In Hamburg soll das Abwasser voraussichtlich vier bis acht Mal im Jahr analysiert werden. Das soll ausreichen, langfristige Trends beim Drogenkonsum zu beobachten. Die Wasserproben werden vom städtischen Klärwerk bereitgestellt und am Institut für Hygiene und Umwelt untersucht. Die Probe wird dabei binnen 24 Stunden gewonnen und eingefroren.
200 Milliliter sind ausreichend für die Testung. Am interessantesten für die Analyse sind die sogenannten Metaboliten im Wasser. Das sind Stoffwechselprodukte, die beim Drogenkonsum im menschlichen Körper entstehen. Diese müssen zunächst extrahiert werden. Im Anschluss kann die Konzentration mittels der Kombination zweier analytischer Verfahren – der Flüssigchromatographie mit der Massenspektrometrie – gemessen werden.
Wer bezahlt die neuen Systeme?
Künftig sollen Reinigungsverfahren noch besser werden, um aus dem Abwasser vor allem Mikro-Schadstoffen aus Medikamenten und Kosmetika zu eliminieren. Am 10. April hat das EU-Parlament beschlossen, dass die Pharmakonzerne und Kosmetikherstelleran den Kosten beteiligt werden sollen. Kommunen sollen verpflichtet werden, ihren Klärschlamm regelmäßig auf Mikroplastik und besonders langlebige "ewige Chemikalien" zu überprüfen. Außerdem soll das Abwasser auf Viren wie den Corona-Erreger getestet werden.
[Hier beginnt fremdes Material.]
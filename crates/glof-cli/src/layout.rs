//! File names of pipeline outputs inside an output directory.

use std::fs;
use std::io;
use std::path::{Path, PathBuf};

#[derive(Debug, Clone)]
pub struct PipelineLayout {
    root: PathBuf,
}

impl PipelineLayout {
    pub fn new(root: impl Into<PathBuf>) -> Self {
        Self { root: root.into() }
    }

    pub fn root(&self) -> &Path {
        &self.root
    }

    pub fn ensure(&self) -> io::Result<()> {
        fs::create_dir_all(&self.root)
    }

    /// Unlabelled feature table written by `extract`
    pub fn features(&self) -> PathBuf {
        self.root.join("features.csv")
    }

    pub fn lakes(&self) -> PathBuf {
        self.root.join("lakes.geojson")
    }

    pub fn labelled(&self) -> PathBuf {
        self.root.join("labelled.csv")
    }

    pub fn review(&self) -> PathBuf {
        self.root.join("review.csv")
    }

    pub fn positive(&self) -> PathBuf {
        self.root.join("positive.csv")
    }

    pub fn negative(&self) -> PathBuf {
        self.root.join("negative.csv")
    }

    pub fn positive_imputed(&self) -> PathBuf {
        self.root.join("positive_imputed.csv")
    }

    pub fn negative_imputed(&self) -> PathBuf {
        self.root.join("negative_imputed.csv")
    }

    /// Labelled table with every gap filled
    pub fn imputed(&self) -> PathBuf {
        self.root.join("imputed.csv")
    }

    pub fn model(&self) -> PathBuf {
        self.root.join("model.json")
    }

    pub fn risk_csv(&self) -> PathBuf {
        self.root.join("risk.csv")
    }

    pub fn risk_geojson(&self) -> PathBuf {
        self.root.join("risk.geojson")
    }
}
use console::style;
use serde::Serialize;
use std::fmt::Display;
use std::path::Path;
use tabled::{settings::Style, Table, Tabled};

/// Writes command results.
///
/// In JSON mode stdout carries exactly one document per command (the
/// `result`); informational lines are suppressed and warnings go to stderr.
pub struct OutputWriter {
    json: bool,
}

impl OutputWriter {
    pub fn new(json: bool) -> Self {
        Self { json }
    }

    pub fn is_json(&self) -> bool {
        self.json
    }

    pub fn success(&self, message: impl Display) {
        self.human(|| println!("{} {}", style("✓").green().bold(), message));
    }

    pub fn info(&self, message: impl Display) {
        self.human(|| println!("{} {}", style("ℹ").blue().bold(), message));
    }

    pub fn warning(&self, message: impl Display) {
        if self.json {
            eprintln!("{}", serde_json::json!({ "status": "warning", "message": message.to_string() }));
        } else {
            eprintln!("{} {}", style("⚠").yellow().bold(), message);
        }
    }

    pub fn kv(&self, key: impl Display, value: impl Display) {
        self.human(|| println!("  {:<24} {}", style(format!("{}:", key)).bold(), value));
    }

    /// A stage output file, dimmed when it was not written
    pub fn artifact(&self, label: impl Display, path: &Path) {
        self.human(|| {
            let shown = if path.is_file() {
                style(path.display().to_string()).cyan()
            } else {
                style(format!("{} (not written)", path.display())).dim()
            };
            println!("  {:<24} {}", style(format!("{}:", label)).bold(), shown);
        });
    }

    pub fn section(&self, title: impl Display) {
        self.human(|| println!("\n{}", style(title).bold().underlined()));
    }

    pub fn table<T: Tabled>(&self, rows: Vec<T>) {
        self.human(|| {
            if rows.is_empty() {
                println!("{}", style("(none)").dim());
            } else {
                println!("{}", Table::new(rows).with(Style::rounded()));
            }
        });
    }

    /// Final result of a command; only JSON mode prints it
    pub fn result<T: Serialize>(&self, data: T) -> anyhow::Result<()> {
        if self.json {
            let document = serde_json::json!({ "status": "success", "data": data });
            println!("{}", serde_json::to_string_pretty(&document)?);
        }
        Ok(())
    }

    fn human(&self, print: impl FnOnce()) {
        if !self.json {
            print();
        }
    }
}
Die Hersteller sollen mindestens 80 Prozent der Kosten für die neuen Systeme übernehmen. Der Bundesverband der deutschen Energie- und Wasserwirtschaft (BDEW) sprach deshalb von einem "Meilenstein". Das Gesetz schaffe "Anreize, Schadstoffe an der Quelle zu vermindern und umweltschonende Grundstoffe und Produkte zu entwickeln", erklärte BDEW-Geschäftsführer Martin Weyland.